Solana has displayed impressive network resilience as it navigates the broader market downturn. The blockchain has recently reached a new 2024 high in terms of Total Value Locked (TVL), now standing at 55.37 million SOL. This figure provides a more accurate reflection of the network’s health compared to dollar values, which can fluctuate due to SOL’s price volatility.
The growth in TVL is often seen as an indicator of long-term optimism and healthy network activity. Despite the broader market’s bearish sentiment, Solana has maintained high on-chain volume, with daily volume averaging over $3 billion in the last two days.
Solana’s transaction count is also on the rise, marking a significant milestone in network activity. The blockchain recently processed 67.77 million transactions in a 24-hour period, the highest number of transactions recorded in the past 11 months. This surge in transaction volume indicates increasing organic demand, despite the broader market’s struggles.
While Solana’s network activity shows healthy signs, SOL’s price performance has been less encouraging over the past week. SOL experienced a 23% dip, moving from its recent high to its lowest level.
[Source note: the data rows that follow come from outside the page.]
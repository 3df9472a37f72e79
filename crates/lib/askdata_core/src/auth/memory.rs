//! In-process principal and refresh-token store.
//!
//! Everything lives behind one `RwLock`, so `rotate` is a single critical
//! section: the check, the flip, and the successor insert happen together.

use std::collections::HashMap;
use std::sync::{RwLock, RwLockReadGuard, RwLockWriteGuard};

use async_trait::async_trait;
use chrono::Utc;
use uuid::Uuid;

use super::AuthError;
use super::store::{CredentialStore, PrincipalStore};
use crate::models::auth::{
    AdminProvision, NewRefreshRecord, Principal, PrincipalWithPassword, RefreshRecord,
    RotateOutcome,
};

#[derive(Default)]
struct Inner {
    principals: HashMap<Uuid, PrincipalWithPassword>,
    refresh: HashMap<Uuid, RefreshRecord>,
}

impl Inner {
    fn insert_record(&mut self, record: NewRefreshRecord) -> Result<(), AuthError> {
        if self.refresh.contains_key(&record.jti) {
            return Err(AuthError::Internal(format!(
                "duplicate refresh jti {}",
                record.jti
            )));
        }
        self.refresh.insert(
            record.jti,
            RefreshRecord {
                jti: record.jti,
                subject_id: record.subject_id,
                revoked: false,
                replaced_by: None,
                client: record.client,
                created_at: Utc::now(),
            },
        );
        Ok(())
    }
}

/// Principal and credential store held in memory.
#[derive(Default)]
pub struct MemoryStore {
    inner: RwLock<Inner>,
}

impl MemoryStore {
    pub fn new() -> Self {
        Self::default()
    }

    /// Number of refresh records ever issued (revoked ones included).
    pub fn refresh_record_count(&self) -> Result<usize, AuthError> {
        Ok(self.read()?.refresh.len())
    }

    fn read(&self) -> Result<RwLockReadGuard<'_, Inner>, AuthError> {
        self.inner
            .read()
            .map_err(|_| AuthError::StoreUnavailable("memory store lock poisoned".into()))
    }

    fn write(&self) -> Result<RwLockWriteGuard<'_, Inner>, AuthError> {
        self.inner
            .write()
            .map_err(|_| AuthError::StoreUnavailable("memory store lock poisoned".into()))
    }
}

#[async_trait]
impl PrincipalStore for MemoryStore {
    async fn find_principal_by_email(
        &self,
        email: &str,
    ) -> Result<Option<PrincipalWithPassword>, AuthError> {
        let inner = self.read()?;
        Ok(inner
            .principals
            .values()
            .find(|p| p.principal.email == email)
            .cloned())
    }

    async fn find_principal_by_id(&self, id: &Uuid) -> Result<Option<Principal>, AuthError> {
        let inner = self.read()?;
        Ok(inner.principals.get(id).map(|p| p.principal.clone()))
    }

    async fn create_principal(
        &self,
        email: &str,
        password_hash: &str,
        is_admin: bool,
    ) -> Result<Principal, AuthError> {
        let mut inner = self.write()?;
        if inner.principals.values().any(|p| p.principal.email == email) {
            return Err(AuthError::Validation("Email already registered".into()));
        }
        let principal = Principal {
            id: Uuid::new_v4(),
            email: email.to_string(),
            is_admin,
            created_at: Utc::now(),
        };
        inner.principals.insert(
            principal.id,
            PrincipalWithPassword {
                principal: principal.clone(),
                password_hash: password_hash.to_string(),
            },
        );
        Ok(principal)
    }

    async fn upsert_admin(
        &self,
        email: &str,
        password_hash: &str,
    ) -> Result<AdminProvision, AuthError> {
        let mut inner = self.write()?;
        let admin_id = inner
            .principals
            .values()
            .find(|p| p.principal.is_admin)
            .map(|p| p.principal.id);
        let clash = inner
            .principals
            .values()
            .any(|p| p.principal.email == email && Some(p.principal.id) != admin_id);
        if clash {
            return Err(AuthError::Validation("Email already registered".into()));
        }

        if let Some(id) = admin_id
            && let Some(admin) = inner.principals.get_mut(&id)
        {
            admin.principal.email = email.to_string();
            admin.password_hash = password_hash.to_string();
            return Ok(AdminProvision::Updated(admin.principal.clone()));
        }

        let principal = Principal {
            id: Uuid::new_v4(),
            email: email.to_string(),
            is_admin: true,
            created_at: Utc::now(),
        };
        inner.principals.insert(
            principal.id,
            PrincipalWithPassword {
                principal: principal.clone(),
                password_hash: password_hash.to_string(),
            },
        );
        Ok(AdminProvision::Created(principal))
    }
}

#[async_trait]
impl CredentialStore for MemoryStore {
    async fn record_issuance(&self, record: NewRefreshRecord) -> Result<(), AuthError> {
        let mut inner = self.write()?;
        if !inner.principals.contains_key(&record.subject_id) {
            return Err(AuthError::Internal(format!(
                "unknown principal {}",
                record.subject_id
            )));
        }
        inner.insert_record(record)
    }

    async fn find_by_jti(&self, jti: &Uuid) -> Result<Option<RefreshRecord>, AuthError> {
        let inner = self.read()?;
        Ok(inner.refresh.get(jti).cloned())
    }

    async fn revoke(&self, jti: &Uuid) -> Result<bool, AuthError> {
        let mut inner = self.write()?;
        Ok(match inner.refresh.get_mut(jti) {
            Some(record) if !record.revoked => {
                record.revoked = true;
                true
            }
            _ => false,
        })
    }

    async fn revoke_all_for_subject(&self, subject: &Uuid) -> Result<u64, AuthError> {
        let mut inner = self.write()?;
        let mut changed = 0;
        for record in inner.refresh.values_mut() {
            if record.subject_id == *subject && !record.revoked {
                record.revoked = true;
                changed += 1;
            }
        }
        Ok(changed)
    }

    async fn rotate(
        &self,
        jti: &Uuid,
        successor: NewRefreshRecord,
    ) -> Result<RotateOutcome, AuthError> {
        let mut inner = self.write()?;
        let successor_jti = successor.jti;
        match inner.refresh.get(jti) {
            Some(record) if record.is_active() => {}
            _ => return Ok(RotateOutcome::NotActive),
        }
        inner.insert_record(successor)?;
        if let Some(record) = inner.refresh.get_mut(jti) {
            record.revoked = true;
            record.replaced_by = Some(successor_jti);
        }
        Ok(RotateOutcome::Rotated)
    }
}

#[cfg(test)]
mod tests {
    use super::*;
    use crate::models::auth::ClientInfo;

    async fn store_with_principal() -> (MemoryStore, Uuid) {
        let store = MemoryStore::new();
        let p = store
            .create_principal("a@x.com", "hash", false)
            .await
            .unwrap();
        (store, p.id)
    }

    fn new_record(subject: Uuid) -> NewRefreshRecord {
        NewRefreshRecord {
            jti: Uuid::new_v4(),
            subject_id: subject,
            client: ClientInfo {
                origin: Some("10.0.0.1".into()),
                agent: Some("curl/8".into()),
            },
        }
    }

    #[tokio::test]
    async fn issuance_creates_active_record() {
        let (store, subject) = store_with_principal().await;
        let rec = new_record(subject);
        let jti = rec.jti;
        store.record_issuance(rec).await.unwrap();

        let found = store.find_by_jti(&jti).await.unwrap().unwrap();
        assert!(found.is_active());
        assert_eq!(found.subject_id, subject);
        assert_eq!(found.client.origin.as_deref(), Some("10.0.0.1"));
        assert_eq!(found.replaced_by, None);
    }

    #[tokio::test]
    async fn issuance_for_unknown_principal_fails() {
        let store = MemoryStore::new();
        assert!(store.record_issuance(new_record(Uuid::new_v4())).await.is_err());
        assert_eq!(store.refresh_record_count().unwrap(), 0);
    }

    #[test]
    fn poisoned_lock_reports_store_unavailable() {
        let store = std::sync::Arc::new(MemoryStore::new());
        let poisoner = store.clone();
        let _ = std::thread::spawn(move || {
            let _guard = poisoner.inner.write().unwrap();
            panic!("poison the store lock");
        })
        .join();

        assert!(matches!(
            store.refresh_record_count(),
            Err(AuthError::StoreUnavailable(_))
        ));
    }

    #[tokio::test]
    async fn revoke_is_idempotent() {
        let (store, subject) = store_with_principal().await;
        let rec = new_record(subject);
        let jti = rec.jti;
        store.record_issuance(rec).await.unwrap();

        assert!(store.revoke(&jti).await.unwrap());
        assert!(!store.revoke(&jti).await.unwrap());
        assert!(!store.revoke(&Uuid::new_v4()).await.unwrap());
        assert!(store.find_by_jti(&jti).await.unwrap().unwrap().revoked);
    }

    #[tokio::test]
    async fn revoke_all_only_touches_the_subject() {
        let (store, subject) = store_with_principal().await;
        let other = store
            .create_principal("b@x.com", "hash", false)
            .await
            .unwrap()
            .id;
        for _ in 0..3 {
            store.record_issuance(new_record(subject)).await.unwrap();
        }
        let keep = new_record(other);
        let keep_jti = keep.jti;
        store.record_issuance(keep).await.unwrap();

        assert_eq!(store.revoke_all_for_subject(&subject).await.unwrap(), 3);
        assert_eq!(store.revoke_all_for_subject(&subject).await.unwrap(), 0);
        assert!(store.find_by_jti(&keep_jti).await.unwrap().unwrap().is_active());
    }

    #[tokio::test]
    async fn rotate_links_successor_and_is_single_shot() {
        let (store, subject) = store_with_principal().await;
        let first = new_record(subject);
        let first_jti = first.jti;
        store.record_issuance(first).await.unwrap();

        let second = new_record(subject);
        let second_jti = second.jti;
        assert_eq!(
            store.rotate(&first_jti, second).await.unwrap(),
            RotateOutcome::Rotated
        );
        let old = store.find_by_jti(&first_jti).await.unwrap().unwrap();
        assert!(old.revoked);
        assert_eq!(old.replaced_by, Some(second_jti));
        assert!(store.find_by_jti(&second_jti).await.unwrap().unwrap().is_active());

        let third = new_record(subject);
        let third_jti = third.jti;
        assert_eq!(
            store.rotate(&first_jti, third).await.unwrap(),
            RotateOutcome::NotActive
        );
        assert!(store.find_by_jti(&third_jti).await.unwrap().is_none());
    }

    #[tokio::test]
    async fn rotate_unknown_jti_writes_nothing() {
        let (store, subject) = store_with_principal().await;
        assert_eq!(
            store
                .rotate(&Uuid::new_v4(), new_record(subject))
                .await
                .unwrap(),
            RotateOutcome::NotActive
        );
        assert_eq!(store.refresh_record_count().unwrap(), 0);
    }

    #[tokio::test]
    async fn duplicate_email_is_rejected() {
        let (store, _) = store_with_principal().await;
        assert!(matches!(
            store.create_principal("a@x.com", "h", false).await,
            Err(AuthError::Validation(_))
        ));
    }

    #[tokio::test]
    async fn upsert_admin_creates_then_updates() {
        let store = MemoryStore::new();
        let created = store.upsert_admin("root@x.com", "h1").await.unwrap();
        assert!(matches!(created, AdminProvision::Created(_)));
        assert!(created.principal().is_admin);

        let updated = store.upsert_admin("boss@x.com", "h2").await.unwrap();
        let AdminProvision::Updated(admin) = updated else {
            panic!("expected update");
        };
        assert_eq!(admin.id, created.principal().id);
        assert_eq!(admin.email, "boss@x.com");

        let stored = store
            .find_principal_by_email("boss@x.com")
            .await
            .unwrap()
            .unwrap();
        assert_eq!(stored.password_hash, "h2");
        assert!(store
            .find_principal_by_email("root@x.com")
            .await
            .unwrap()
            .is_none());
    }
}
However, this price movement has brought SOL into a key Fibonacci retracement range between the 0.5 and 0.618 levels, based on its September lows and November peak.
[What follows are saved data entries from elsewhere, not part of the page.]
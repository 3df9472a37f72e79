//! Database migration support.
//!
//! Embeds and runs SQL migrations from `askdata_core/migrations/`.

use sqlx::PgPool;

/// Run all embedded database migrations against the given pool.
pub async fn migrate(pool: &PgPool) -> Result<(), sqlx::migrate::MigrateError> {
    sqlx::migrate!("./migrations").run(pool).await
}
The recent dip saw Solana’s Relative Strength Index (RSI) approach oversold territory, hinting that more downside could be possible in the near term. However, at the time of writing, the price was showing signs of bearish exhaustion, indicating that the downward pressure may be losing momentum.
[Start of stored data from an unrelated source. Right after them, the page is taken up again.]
//! `PgStore` against a live database.
//!
//! Run with: `DATABASE_URL=postgres://... cargo test -p askdata_core -- --ignored`

use askdata_core::auth::AuthError;
use askdata_core::auth::postgres::PgStore;
use askdata_core::auth::store::{CredentialStore, PrincipalStore};
use askdata_core::models::auth::{ClientInfo, NewRefreshRecord, RotateOutcome};
use sqlx::postgres::PgPoolOptions;
use uuid::Uuid;

async fn store() -> PgStore {
    let url = std::env::var("DATABASE_URL").expect("DATABASE_URL required");
    let pool = PgPoolOptions::new()
        .max_connections(4)
        .connect(&url)
        .await
        .expect("connect");
    askdata_core::migrate::migrate(&pool).await.expect("migrate");
    PgStore::new(pool)
}

/// A fresh principal per test so runs never collide.
async fn principal(store: &PgStore) -> Uuid {
    let email = format!("{}@test.askdata", Uuid::new_v4());
    store
        .create_principal(&email, "hash", false)
        .await
        .unwrap()
        .id
}

fn new_record(subject: Uuid) -> NewRefreshRecord {
    NewRefreshRecord {
        jti: Uuid::new_v4(),
        subject_id: subject,
        client: ClientInfo {
            origin: Some("10.0.0.1".into()),
            agent: Some("pg-test".into()),
        },
    }
}

async fn issued(store: &PgStore, subject: Uuid) -> Uuid {
    let record = new_record(subject);
    let jti = record.jti;
    store.record_issuance(record).await.unwrap();
    jti
}

#[tokio::test(flavor = "multi_thread", worker_threads = 4)]
#[ignore = "requires DATABASE_URL"]
async fn concurrent_rotation_has_exactly_one_winner() {
    let store = store().await;
    let subject = principal(&store).await;
    let r0 = issued(&store, subject).await;

    let first = new_record(subject);
    let second = new_record(subject);
    let (first_jti, second_jti) = (first.jti, second.jti);

    let a = tokio::spawn({
        let store = store.clone();
        async move { store.rotate(&r0, first).await }
    });
    let b = tokio::spawn({
        let store = store.clone();
        async move { store.rotate(&r0, second).await }
    });
    let outcomes = [a.await.unwrap().unwrap(), b.await.unwrap().unwrap()];

    let winners = outcomes
        .iter()
        .filter(|o| **o == RotateOutcome::Rotated)
        .count();
    assert_eq!(winners, 1, "{outcomes:?}");
    assert!(outcomes.contains(&RotateOutcome::NotActive));

    let (winner, loser) = if outcomes[0] == RotateOutcome::Rotated {
        (first_jti, second_jti)
    } else {
        (second_jti, first_jti)
    };
    let old = store.find_by_jti(&r0).await.unwrap().unwrap();
    assert!(old.revoked);
    assert_eq!(old.replaced_by, Some(winner));
    assert!(store.find_by_jti(&winner).await.unwrap().unwrap().is_active());
    // The losing transaction's successor was rolled back.
    assert!(store.find_by_jti(&loser).await.unwrap().is_none());
}

#[tokio::test]
#[ignore = "requires DATABASE_URL"]
async fn rotating_a_revoked_record_is_not_active() {
    let store = store().await;
    let subject = principal(&store).await;
    let r0 = issued(&store, subject).await;
    assert!(store.revoke(&r0).await.unwrap());

    let successor = new_record(subject);
    let successor_jti = successor.jti;
    assert_eq!(
        store.rotate(&r0, successor).await.unwrap(),
        RotateOutcome::NotActive
    );
    assert!(store.find_by_jti(&successor_jti).await.unwrap().is_none());
    assert_eq!(store.find_by_jti(&r0).await.unwrap().unwrap().replaced_by, None);
}

#[tokio::test]
#[ignore = "requires DATABASE_URL"]
async fn revoke_all_counts_only_active_records() {
    let store = store().await;
    let subject = principal(&store).await;
    let bystander = principal(&store).await;
    let a = issued(&store, subject).await;
    issued(&store, subject).await;
    let other = issued(&store, bystander).await;
    store.revoke(&a).await.unwrap();

    assert_eq!(store.revoke_all_for_subject(&subject).await.unwrap(), 1);
    assert_eq!(store.revoke_all_for_subject(&subject).await.unwrap(), 0);
    assert!(store.find_by_jti(&other).await.unwrap().unwrap().is_active());
}

#[tokio::test]
#[ignore = "requires DATABASE_URL"]
async fn revoked_records_cannot_be_reinstated() {
    let store = store().await;
    let subject = principal(&store).await;
    let jti = issued(&store, subject).await;
    store.revoke(&jti).await.unwrap();

    let result = sqlx::query("UPDATE refresh_tokens SET revoked = FALSE WHERE jti = $1")
        .bind(jti)
        .execute(store.pool())
        .await;
    assert!(result.is_err());
    assert!(store.find_by_jti(&jti).await.unwrap().unwrap().revoked);
}

#[tokio::test]
#[ignore = "requires DATABASE_URL"]
async fn duplicate_email_is_a_validation_error() {
    let store = store().await;
    let email = format!("{}@test.askdata", Uuid::new_v4());
    store.create_principal(&email, "hash", false).await.unwrap();

    let err = store
        .create_principal(&email, "hash", true)
        .await
        .unwrap_err();
    assert!(matches!(err, AuthError::Validation(_)));
}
If Solana is poised for a bullish reversal, traders will be looking for further signs of recovery. Notably, while spot outflows were negative in the past week, their intensity has decreased in the last four days, suggesting a potential shift in market sentiment.
Despite the bearish market conditions, there are growing indications that Solana could be on the path to recovery. The drop in outflows and signs of stabilizing funding rates could be key indicators that SOL is ready for a rebound. However, there are still challenges ahead, particularly in the derivatives market, where open interest and funding rates have been negative over the last two days. This is the first time in six weeks that SOL’s funding rates have been in the negative, suggesting that short-term traders are still cautious.
On the positive side, funding rates have started to show signs of shifting back into the positive in the past 24 hours, which could signal the beginning of a recovery for Solana. If this trend continues, it could further support the case for SOL’s price to stabilize and potentially rebound.
Solana’s network activity continues to show strength, with increasing TVL and transaction volume, even amid bearish market conditions. While SOL’s price has faced significant pullbacks, the recent price dip could provide a solid foundation for potential recovery. If the price holds above key Fibonacci levels and signs of bullish sentiment persist, Solana could be on track for a strong comeback.
Investors should keep an eye on Solana’s market sentiment and on-chain data for further signs of recovery. The blockchain’s healthy network fundamentals combined with signs of reduced bearish pressure could lead to a price reversal in the near future, making SOL a potential candidate for those looking for long-term gains.